About this exercise:
Go through the material and return every line that contains the string "chart".

Data for the task:
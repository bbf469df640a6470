use crate::constants::Degree;

/// Split a sexagesimal field `"A B C"` into its three numeric components.
fn sexagesimal_parts(field: &str) -> Option<(&str, f64, f64)> {
    let parts: Vec<&str> = field.split_whitespace().collect();
    if parts.len() != 3 {
        return None;
    }
    let m: f64 = parts[1].parse().ok()?;
    let s: f64 = parts[2].parse().ok()?;
    if !(0.0..60.0).contains(&m) || !(0.0..60.0).contains(&s) {
        return None;
    }
    Some((parts[0], m, s))
}

/// Parse a right ascension string to degrees
///
/// Arguments
/// ---------
/// * `ra`: a string representing the right ascension in the format `HH MM SS.SS`
///
/// Returns
/// -------
/// * The right ascension in degrees, `None` if the input format is invalid.
pub fn parse_ra_to_deg(ra: &str) -> Option<Degree> {
    let (h, m, s) = sexagesimal_parts(ra)?;
    let h: f64 = h.parse().ok()?;
    if !(0.0..24.0).contains(&h) {
        return None;
    }
    Some((h + m / 60.0 + s / 3600.0) * 15.0)
}

/// Parse a declination string to degrees
///
/// Arguments
/// ---------
/// * `dec`: a string representing the declination in the format `±DD MM SS.SS`
///
/// Returns
/// -------
/// * The declination in degrees, `None` if the input format is invalid.
///
/// The sign is read from the degree field so that `-00 30 00` stays negative.
pub fn parse_dec_to_deg(dec: &str) -> Option<Degree> {
    let (d, m, s) = sexagesimal_parts(dec)?;
    let sign = if d.starts_with('-') { -1.0 } else { 1.0 };
    let d: f64 = d.trim_start_matches(&['-', '+'][..]).parse().ok()?;

    let dec_deg = sign * (d + m / 60.0 + s / 3600.0);
    (-90.0..=90.0).contains(&dec_deg).then_some(dec_deg)
}
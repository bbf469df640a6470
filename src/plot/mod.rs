//! # Visibility chart
//!
//! The chart is built in two steps:
//!
//! ```text
//! NightVisibility ──VisibilityFigure::build──► VisibilityFigure ──FigureWriter::write──► PNG
//!   (samples)          (pure, testable)          (series, bands)      (plotters backend)
//! ```
//!
//! [`NightVisibility`] holds the sampled altitudes and azimuths of the night, the figure is
//! a plain description of what to draw, and only the writer touches the filesystem.
pub mod figure;
pub mod render;
pub mod twilight;

use crate::{
    constants::{Degree, TWILIGHT_THRESHOLDS},
    coordinates::AltAz,
};

pub use figure::VisibilityFigure;
pub use render::{FigureWriter, PngWriter};

/// Horizontal coordinates of the three objects over the night grid.
///
/// All vectors share the grid: `sun[i]`, `moon[i]` and `comet[i]` are taken at
/// `offset_hours[i]` hours from local midnight.
#[derive(Debug, Clone, PartialEq)]
pub struct NightVisibility {
    pub object_label: String,
    pub timezone_label: String,
    pub offset_hours: Vec<f64>,
    pub sun: Vec<AltAz>,
    pub moon: Vec<AltAz>,
    pub comet: Vec<AltAz>,
}

impl NightVisibility {
    pub fn sun_altitudes(&self) -> Vec<Degree> {
        self.sun.iter().map(|p| p.alt).collect()
    }

    /// Highest point of the comet over the night, with its offset from midnight in hours.
    pub fn comet_max_altitude(&self) -> Option<(f64, AltAz)> {
        self.offset_hours
            .iter()
            .zip(&self.comet)
            .max_by(|(_, a), (_, b)| a.alt.total_cmp(&b.alt))
            .map(|(h, p)| (*h, *p))
    }

    /// Number of samples taken with the Sun below the astronomical night threshold.
    pub fn dark_samples(&self) -> usize {
        let night = TWILIGHT_THRESHOLDS[TWILIGHT_THRESHOLDS.len() - 1];
        self.sun.iter().filter(|p| p.alt < night).count()
    }
}

#[cfg(test)]
mod plot_test {
    use super::*;

    pub(crate) fn night() -> NightVisibility {
        let offset_hours: Vec<f64> = (-6..=6).map(f64::from).collect();
        let sun = offset_hours
            .iter()
            .map(|h| AltAz {
                alt: -20.0 + 0.75 * h * h,
                az: (360.0 + 15.0 * h).rem_euclid(360.0),
            })
            .collect();
        let moon = offset_hours
            .iter()
            .map(|h| AltAz {
                alt: 10.0 + 2.0 * h,
                az: 150.0 + 10.0 * h,
            })
            .collect();
        let comet = offset_hours
            .iter()
            .map(|h| AltAz {
                alt: 30.0 - (h - 1.0).abs() * 3.0,
                az: 300.0 + 5.0 * h,
            })
            .collect();

        NightVisibility {
            object_label: "C/2020 F3 NEOWISE".into(),
            timezone_label: "BST".into(),
            offset_hours,
            sun,
            moon,
            comet,
        }
    }

    #[test]
    fn test_comet_max_altitude() {
        let (hour, top) = night().comet_max_altitude().unwrap();
        assert_eq!(hour, 1.0);
        assert_eq!(top.alt, 30.0);
        assert_eq!(top.az, 305.0);
    }

    #[test]
    fn test_dark_samples() {
        // −20 + 0.75 h² < −18 for |h| ≤ 1
        assert_eq!(night().dark_samples(), 3);
    }

    #[test]
    fn test_empty_night() {
        let empty = NightVisibility {
            offset_hours: vec![],
            sun: vec![],
            moon: vec![],
            comet: vec![],
            ..night()
        };
        assert_eq!(empty.comet_max_altitude(), None);
        assert_eq!(empty.dark_samples(), 0);
    }
}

Exercise result:
//! # Visibility chart
//! The chart is built in two steps:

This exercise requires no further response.